KPU Students Bring Hong Kong Nostalgia to Marpole

“Entrepreneurial Leadership” students discuss challenges and risks of starting your own business
Tristan Johnston, Contributor

Aurelia Au and Wayne Poon have taken ‘homework assignment’ to the next level by starting their own business. (Tristan Johnston)

For Aurelia Au and Wayne Poon, the decision to start an original company as part of their KPU Business practicum came naturally.

Together they co-own and operate Snackshot—or 糖百府 (tong baak fu) “sugar house”—which is located at the south end of Granville street in Vancouver.

“We couldn’t find a company that was qualified for doing consulting, so we thought, ‘Okay, why don’t we open our own snack shop?’” says Au. “Our intention wasn’t for a restaurant, just a snack place.”

“Everything is challenging. Everything is not like school,” she adds.

Au says that their professors at KPU were very direct in their criticism regarding how she and Poon were planning to run Snackshot. They acknowledged Carlos Calao and Chamkaur Cheema as particularly inspirational and helpful when finding out that they were serious about starting a business. Calao helped them develop their business ideas.

Au acknowledges that they’ve put a lot of work into making Snackshot run efficiently, but dealing with government red tape and human resources proved to be very difficult. Regardless, business is going well for the duo—it’s not unusual to see lineups running outside of the establishment from 7:00 p.m all the way until midnight.

“It’s more powerful than before,” says Poon. “CBC came and interviewed us, but it’s probably [less effective] than social media.”

The food itself lives up to its Instagram fame, such as the Vitasoy Milk with Red Bean Bulldog, which features sweet red beans with Vitasoy along with its bottle poking out. (Tristan Johnston)

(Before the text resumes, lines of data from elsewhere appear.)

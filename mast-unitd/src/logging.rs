//! Tracing setup for the daemon
//!
//! Console output always; a daily-rotated file under `<top_folder>/logs/`
//! when that directory can be created.

use mast_core::LogLevel;
use std::path::{Path, PathBuf};
use tracing::warn;
use tracing_appender::non_blocking::WorkerGuard;
use tracing_subscriber::{fmt, layer::SubscriberExt, util::SubscriberInitExt, EnvFilter};

/// Prefix of the rotated log files
const LOG_FILE_PREFIX: &str = "mast-unitd.log";

/// Directory that receives the daemon's log files
pub(crate) fn log_dir(top_folder: &Path) -> PathBuf {
    top_folder.join("logs")
}

/// Filter used when `RUST_LOG` is not set.
///
/// `--verbose` forces debug; otherwise `global.log_level` applies.
pub(crate) fn default_directive(verbose: bool, level: LogLevel) -> &'static str {
    if verbose {
        "debug"
    } else {
        level.filter_directive()
    }
}

/// Initialize tracing subscriber for logging.
///
/// Keep the returned guard alive for the life of the process, or buffered
/// file output is lost.
pub(crate) fn init_tracing(verbose: bool, level: LogLevel, top_folder: &Path) -> Option<WorkerGuard> {
    let directive = default_directive(verbose, level);
    let filter = if verbose {
        EnvFilter::new(directive)
    } else {
        EnvFilter::try_from_default_env().unwrap_or_else(|_| EnvFilter::new(directive))
    };

    let dir = log_dir(top_folder);
    let (file_layer, guard, file_error) = match std::fs::create_dir_all(&dir) {
        Ok(()) => {
            let appender = tracing_appender::rolling::daily(&dir, LOG_FILE_PREFIX);
            let (writer, guard) = tracing_appender::non_blocking(appender);
            let layer = fmt::layer().with_ansi(false).with_writer(writer);
            (Some(layer), Some(guard), None)
        }
        Err(e) => (None, None, Some(e)),
    };

    tracing_subscriber::registry()
        .with(filter)
        .with(fmt::layer())
        .with(file_layer)
        .init();

    if let Some(e) = file_error {
        warn!("File logging disabled, cannot create {}: {}", dir.display(), e);
    }
    guard
}

#[cfg(test)]
mod tests {
    use super::*;

    #[test]
    fn test_verbose_wins_over_config() {
        assert_eq!(default_directive(true, LogLevel::Error), "debug");
    }

    #[test]
    fn test_config_level_maps_to_tracing() {
        assert_eq!(default_directive(false, LogLevel::Warning), "warn");
        assert_eq!(default_directive(false, LogLevel::Critical), "error");
        assert_eq!(default_directive(false, LogLevel::Info), "info");
    }

    #[test]
    fn test_log_dir() {
        assert_eq!(
            log_dir(Path::new("C:/MAST")),
            PathBuf::from("C:/MAST").join("logs")
        );
    }
}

Social media has played a big part in establishing their company’s reputation. Au and Poon say that they have no advertising budget to speak of, but have arranged aspects of the restaurant that will likely spread via word of mouth and online sharing. Their tables are arranged to mimic picture frames, and desserts and drinks are served with peculiar flair. The interior design might appear familiar to visitors who have been to restaurants or bus stops in Hong Kong, but there is also a good deal of 60s and 70s influence in the decor on the walls as well as music playing from the speakers.

Au says that it’s difficult to find an eatery like Snackshot in Hong Kong due to large chain restaurants taking business away from smaller ones. The pair considers authenticity to be critical enough that they bought the dishware for Snackshot while in Asia during their winter holiday.

As business owners, their workload remains heavy. For the first four weeks of its operation, Au, Poon, and one of their friends were the sole employees at Snackshot, with one covering drinks, another on food, and the last on customer service. Although they lost money from waiting for the city to approve paperwork while paying rent on a storefront they couldn’t operate, they are happy with the amount of business they are currently getting.

“During the first month, we only slept for three to four hours maximum per day,” says Au, noting that they spend considerable time making sure their products—such as bubble tea—were freshly made. “We don’t want to use powders. People can taste the difference.”